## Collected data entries
§ §

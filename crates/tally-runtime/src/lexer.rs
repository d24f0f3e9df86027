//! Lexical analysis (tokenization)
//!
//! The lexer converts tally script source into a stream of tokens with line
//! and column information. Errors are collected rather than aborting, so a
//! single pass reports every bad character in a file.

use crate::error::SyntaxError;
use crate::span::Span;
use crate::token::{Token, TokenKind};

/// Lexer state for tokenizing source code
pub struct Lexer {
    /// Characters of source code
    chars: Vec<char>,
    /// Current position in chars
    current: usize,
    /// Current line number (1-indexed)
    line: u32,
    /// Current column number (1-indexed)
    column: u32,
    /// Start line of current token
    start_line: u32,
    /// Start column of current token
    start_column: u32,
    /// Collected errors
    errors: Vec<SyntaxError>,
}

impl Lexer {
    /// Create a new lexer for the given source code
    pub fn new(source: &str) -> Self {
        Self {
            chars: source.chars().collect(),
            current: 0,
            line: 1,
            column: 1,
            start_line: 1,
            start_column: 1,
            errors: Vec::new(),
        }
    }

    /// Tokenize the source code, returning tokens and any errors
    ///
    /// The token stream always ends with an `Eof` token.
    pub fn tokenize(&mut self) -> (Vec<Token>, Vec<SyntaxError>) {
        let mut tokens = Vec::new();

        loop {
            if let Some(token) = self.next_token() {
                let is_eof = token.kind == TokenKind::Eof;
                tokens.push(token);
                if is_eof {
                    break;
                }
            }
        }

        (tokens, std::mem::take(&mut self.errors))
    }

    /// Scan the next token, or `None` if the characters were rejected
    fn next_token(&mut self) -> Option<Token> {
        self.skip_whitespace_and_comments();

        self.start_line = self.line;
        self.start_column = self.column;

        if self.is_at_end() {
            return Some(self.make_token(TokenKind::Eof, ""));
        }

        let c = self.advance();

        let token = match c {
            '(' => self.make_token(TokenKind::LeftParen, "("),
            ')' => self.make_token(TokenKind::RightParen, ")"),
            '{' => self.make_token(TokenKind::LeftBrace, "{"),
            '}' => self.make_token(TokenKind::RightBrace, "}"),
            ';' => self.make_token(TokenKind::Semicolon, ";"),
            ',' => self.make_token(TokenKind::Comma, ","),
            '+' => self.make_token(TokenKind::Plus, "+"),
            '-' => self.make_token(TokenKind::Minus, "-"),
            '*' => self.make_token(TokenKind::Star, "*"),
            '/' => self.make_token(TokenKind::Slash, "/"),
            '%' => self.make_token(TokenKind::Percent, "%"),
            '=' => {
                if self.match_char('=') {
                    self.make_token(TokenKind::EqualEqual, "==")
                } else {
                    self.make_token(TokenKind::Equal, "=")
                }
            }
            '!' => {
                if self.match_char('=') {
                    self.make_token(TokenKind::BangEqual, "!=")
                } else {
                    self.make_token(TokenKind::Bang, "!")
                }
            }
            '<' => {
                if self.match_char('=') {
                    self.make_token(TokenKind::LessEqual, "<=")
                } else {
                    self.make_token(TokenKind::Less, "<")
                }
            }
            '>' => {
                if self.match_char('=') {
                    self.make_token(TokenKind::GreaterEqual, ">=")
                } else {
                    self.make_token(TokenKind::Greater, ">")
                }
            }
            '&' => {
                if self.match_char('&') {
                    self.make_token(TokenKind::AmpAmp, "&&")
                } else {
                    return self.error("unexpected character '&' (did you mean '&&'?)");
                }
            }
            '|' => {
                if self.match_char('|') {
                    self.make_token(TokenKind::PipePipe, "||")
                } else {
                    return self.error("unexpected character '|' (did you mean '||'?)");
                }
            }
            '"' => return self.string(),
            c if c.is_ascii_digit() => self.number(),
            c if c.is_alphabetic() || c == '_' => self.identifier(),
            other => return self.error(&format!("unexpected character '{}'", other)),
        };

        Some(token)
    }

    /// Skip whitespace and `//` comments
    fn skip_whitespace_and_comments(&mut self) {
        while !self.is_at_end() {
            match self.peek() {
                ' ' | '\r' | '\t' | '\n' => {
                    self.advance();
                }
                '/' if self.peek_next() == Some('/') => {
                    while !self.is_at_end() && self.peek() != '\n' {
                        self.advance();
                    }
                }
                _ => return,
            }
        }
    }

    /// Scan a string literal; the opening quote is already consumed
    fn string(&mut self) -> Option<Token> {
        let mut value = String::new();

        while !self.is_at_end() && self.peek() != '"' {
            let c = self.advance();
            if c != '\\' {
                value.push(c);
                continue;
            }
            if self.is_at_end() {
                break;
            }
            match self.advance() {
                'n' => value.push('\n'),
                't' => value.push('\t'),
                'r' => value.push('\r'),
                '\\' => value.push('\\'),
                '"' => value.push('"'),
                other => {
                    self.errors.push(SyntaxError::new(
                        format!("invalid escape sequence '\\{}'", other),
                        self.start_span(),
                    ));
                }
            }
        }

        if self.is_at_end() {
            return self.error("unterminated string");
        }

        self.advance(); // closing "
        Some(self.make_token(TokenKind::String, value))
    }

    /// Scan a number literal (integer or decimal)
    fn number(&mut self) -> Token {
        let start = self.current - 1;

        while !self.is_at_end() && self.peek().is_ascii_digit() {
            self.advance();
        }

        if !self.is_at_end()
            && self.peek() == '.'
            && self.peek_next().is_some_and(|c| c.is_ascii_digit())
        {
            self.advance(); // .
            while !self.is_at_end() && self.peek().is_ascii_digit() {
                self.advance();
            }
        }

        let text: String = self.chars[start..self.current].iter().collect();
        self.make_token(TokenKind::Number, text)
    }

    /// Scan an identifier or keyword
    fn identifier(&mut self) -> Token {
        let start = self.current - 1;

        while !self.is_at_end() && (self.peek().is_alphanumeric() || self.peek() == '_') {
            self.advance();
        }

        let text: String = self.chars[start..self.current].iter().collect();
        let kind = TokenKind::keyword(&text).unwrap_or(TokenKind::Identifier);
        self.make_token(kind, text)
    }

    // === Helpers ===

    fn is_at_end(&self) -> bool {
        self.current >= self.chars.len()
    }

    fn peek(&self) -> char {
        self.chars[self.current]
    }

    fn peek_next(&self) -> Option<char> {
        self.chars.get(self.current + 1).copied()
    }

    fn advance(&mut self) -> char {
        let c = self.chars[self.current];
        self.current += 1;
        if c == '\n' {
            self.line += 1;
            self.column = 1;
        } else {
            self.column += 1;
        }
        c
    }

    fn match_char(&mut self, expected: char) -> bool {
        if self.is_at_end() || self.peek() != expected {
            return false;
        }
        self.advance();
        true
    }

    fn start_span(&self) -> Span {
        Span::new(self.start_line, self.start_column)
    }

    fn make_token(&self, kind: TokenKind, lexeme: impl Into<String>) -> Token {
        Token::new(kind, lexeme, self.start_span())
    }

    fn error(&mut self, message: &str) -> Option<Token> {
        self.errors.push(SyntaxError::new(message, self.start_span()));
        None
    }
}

§ §

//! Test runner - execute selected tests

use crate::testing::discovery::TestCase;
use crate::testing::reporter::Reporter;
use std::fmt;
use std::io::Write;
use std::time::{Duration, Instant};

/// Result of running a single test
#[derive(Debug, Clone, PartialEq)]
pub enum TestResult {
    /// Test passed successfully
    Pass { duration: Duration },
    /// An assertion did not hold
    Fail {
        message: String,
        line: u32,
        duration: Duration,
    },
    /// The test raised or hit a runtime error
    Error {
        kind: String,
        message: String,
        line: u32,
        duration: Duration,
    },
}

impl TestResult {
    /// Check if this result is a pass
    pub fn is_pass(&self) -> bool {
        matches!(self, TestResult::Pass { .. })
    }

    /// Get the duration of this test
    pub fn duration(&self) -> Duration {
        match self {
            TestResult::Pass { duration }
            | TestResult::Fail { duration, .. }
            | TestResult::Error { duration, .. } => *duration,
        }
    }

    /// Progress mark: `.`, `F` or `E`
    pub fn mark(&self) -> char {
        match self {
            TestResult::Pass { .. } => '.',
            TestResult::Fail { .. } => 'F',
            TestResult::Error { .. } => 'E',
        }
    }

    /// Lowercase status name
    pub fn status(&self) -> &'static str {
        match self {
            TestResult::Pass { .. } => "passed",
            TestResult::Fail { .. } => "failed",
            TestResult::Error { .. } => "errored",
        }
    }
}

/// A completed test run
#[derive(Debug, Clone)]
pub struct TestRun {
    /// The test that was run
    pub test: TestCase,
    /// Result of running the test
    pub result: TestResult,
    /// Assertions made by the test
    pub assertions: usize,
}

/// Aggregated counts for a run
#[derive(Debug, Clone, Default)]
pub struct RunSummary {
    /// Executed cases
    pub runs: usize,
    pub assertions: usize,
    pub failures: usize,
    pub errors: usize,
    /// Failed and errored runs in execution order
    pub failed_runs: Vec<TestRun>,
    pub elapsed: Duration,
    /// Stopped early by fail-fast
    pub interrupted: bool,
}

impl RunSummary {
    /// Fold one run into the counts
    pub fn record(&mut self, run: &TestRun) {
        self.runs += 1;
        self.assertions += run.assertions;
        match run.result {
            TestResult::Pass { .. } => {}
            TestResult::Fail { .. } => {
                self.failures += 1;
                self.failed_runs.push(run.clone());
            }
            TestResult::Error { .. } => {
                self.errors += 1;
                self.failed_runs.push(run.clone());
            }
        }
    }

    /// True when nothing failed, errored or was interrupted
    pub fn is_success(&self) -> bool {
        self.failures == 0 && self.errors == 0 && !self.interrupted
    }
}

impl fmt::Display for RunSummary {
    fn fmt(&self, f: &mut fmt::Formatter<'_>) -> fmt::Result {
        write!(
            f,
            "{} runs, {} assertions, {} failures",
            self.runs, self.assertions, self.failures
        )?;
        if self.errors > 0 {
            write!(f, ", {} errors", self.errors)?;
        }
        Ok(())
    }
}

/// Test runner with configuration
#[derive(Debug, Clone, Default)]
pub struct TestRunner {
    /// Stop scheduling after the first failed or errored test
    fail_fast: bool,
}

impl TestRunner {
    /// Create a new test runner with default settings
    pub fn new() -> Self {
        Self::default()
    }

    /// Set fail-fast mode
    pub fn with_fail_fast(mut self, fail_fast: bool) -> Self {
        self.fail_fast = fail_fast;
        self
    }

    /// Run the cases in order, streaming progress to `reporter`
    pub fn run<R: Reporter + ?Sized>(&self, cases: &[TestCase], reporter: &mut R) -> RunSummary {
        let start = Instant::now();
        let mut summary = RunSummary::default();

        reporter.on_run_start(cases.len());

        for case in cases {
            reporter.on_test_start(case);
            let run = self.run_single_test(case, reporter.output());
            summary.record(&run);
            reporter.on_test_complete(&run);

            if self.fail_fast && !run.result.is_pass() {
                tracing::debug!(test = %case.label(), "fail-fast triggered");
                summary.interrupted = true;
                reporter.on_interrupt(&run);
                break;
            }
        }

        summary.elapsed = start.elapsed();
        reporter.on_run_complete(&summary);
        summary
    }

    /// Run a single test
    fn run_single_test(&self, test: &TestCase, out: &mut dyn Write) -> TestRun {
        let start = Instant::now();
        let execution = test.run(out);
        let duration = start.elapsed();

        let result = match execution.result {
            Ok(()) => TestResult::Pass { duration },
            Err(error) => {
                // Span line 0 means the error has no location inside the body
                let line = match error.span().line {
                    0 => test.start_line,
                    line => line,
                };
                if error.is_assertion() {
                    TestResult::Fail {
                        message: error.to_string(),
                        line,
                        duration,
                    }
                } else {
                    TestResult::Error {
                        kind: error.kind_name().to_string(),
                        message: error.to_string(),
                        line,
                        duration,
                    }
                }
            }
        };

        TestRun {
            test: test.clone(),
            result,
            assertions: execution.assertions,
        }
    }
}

§ §

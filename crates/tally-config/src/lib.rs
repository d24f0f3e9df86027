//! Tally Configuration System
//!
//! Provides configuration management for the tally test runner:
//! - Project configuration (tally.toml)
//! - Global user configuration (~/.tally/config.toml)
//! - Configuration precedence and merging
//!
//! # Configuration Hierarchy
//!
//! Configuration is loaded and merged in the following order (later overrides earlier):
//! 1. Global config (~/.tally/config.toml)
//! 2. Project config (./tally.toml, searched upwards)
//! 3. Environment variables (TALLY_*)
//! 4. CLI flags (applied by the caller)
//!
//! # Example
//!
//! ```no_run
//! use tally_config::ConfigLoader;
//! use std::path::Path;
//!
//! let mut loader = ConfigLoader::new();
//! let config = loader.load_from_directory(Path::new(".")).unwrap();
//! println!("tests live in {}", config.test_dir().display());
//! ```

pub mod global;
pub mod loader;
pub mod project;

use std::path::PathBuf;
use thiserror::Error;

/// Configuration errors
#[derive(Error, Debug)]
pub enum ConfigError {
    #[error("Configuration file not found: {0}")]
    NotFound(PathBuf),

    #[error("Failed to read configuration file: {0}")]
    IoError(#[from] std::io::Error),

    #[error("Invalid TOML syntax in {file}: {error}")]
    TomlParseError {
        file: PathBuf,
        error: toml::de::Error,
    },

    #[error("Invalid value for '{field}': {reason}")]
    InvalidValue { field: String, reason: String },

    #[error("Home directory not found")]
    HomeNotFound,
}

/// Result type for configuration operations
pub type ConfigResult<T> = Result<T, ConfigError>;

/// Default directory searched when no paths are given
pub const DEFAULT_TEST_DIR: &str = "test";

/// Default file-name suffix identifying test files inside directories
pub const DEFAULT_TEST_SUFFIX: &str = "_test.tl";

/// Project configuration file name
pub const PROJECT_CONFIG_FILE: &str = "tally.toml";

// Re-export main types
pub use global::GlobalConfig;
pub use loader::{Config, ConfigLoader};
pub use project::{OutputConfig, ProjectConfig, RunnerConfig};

§ §

## WHAT YOU SHOULD DO
Please give again the lines above between the line holding "self.peek() == '.'" and the line holding "fn identifier(&mut self)", inclusive, exactly as they are and with nothing added.

## RESULT OF THIS TASK
            && self.peek() == '.'
            && self.peek_next().is_some_and(|c| c.is_ascii_digit())
        {
            self.advance(); // .
            while !self.is_at_end() && self.peek().is_ascii_digit() {
                self.advance();
            }
        }

        let text: String = self.chars[start..self.current].iter().collect();
        self.make_token(TokenKind::Number, text)
    }

    /// Scan an identifier or keyword
    fn identifier(&mut self) -> Token {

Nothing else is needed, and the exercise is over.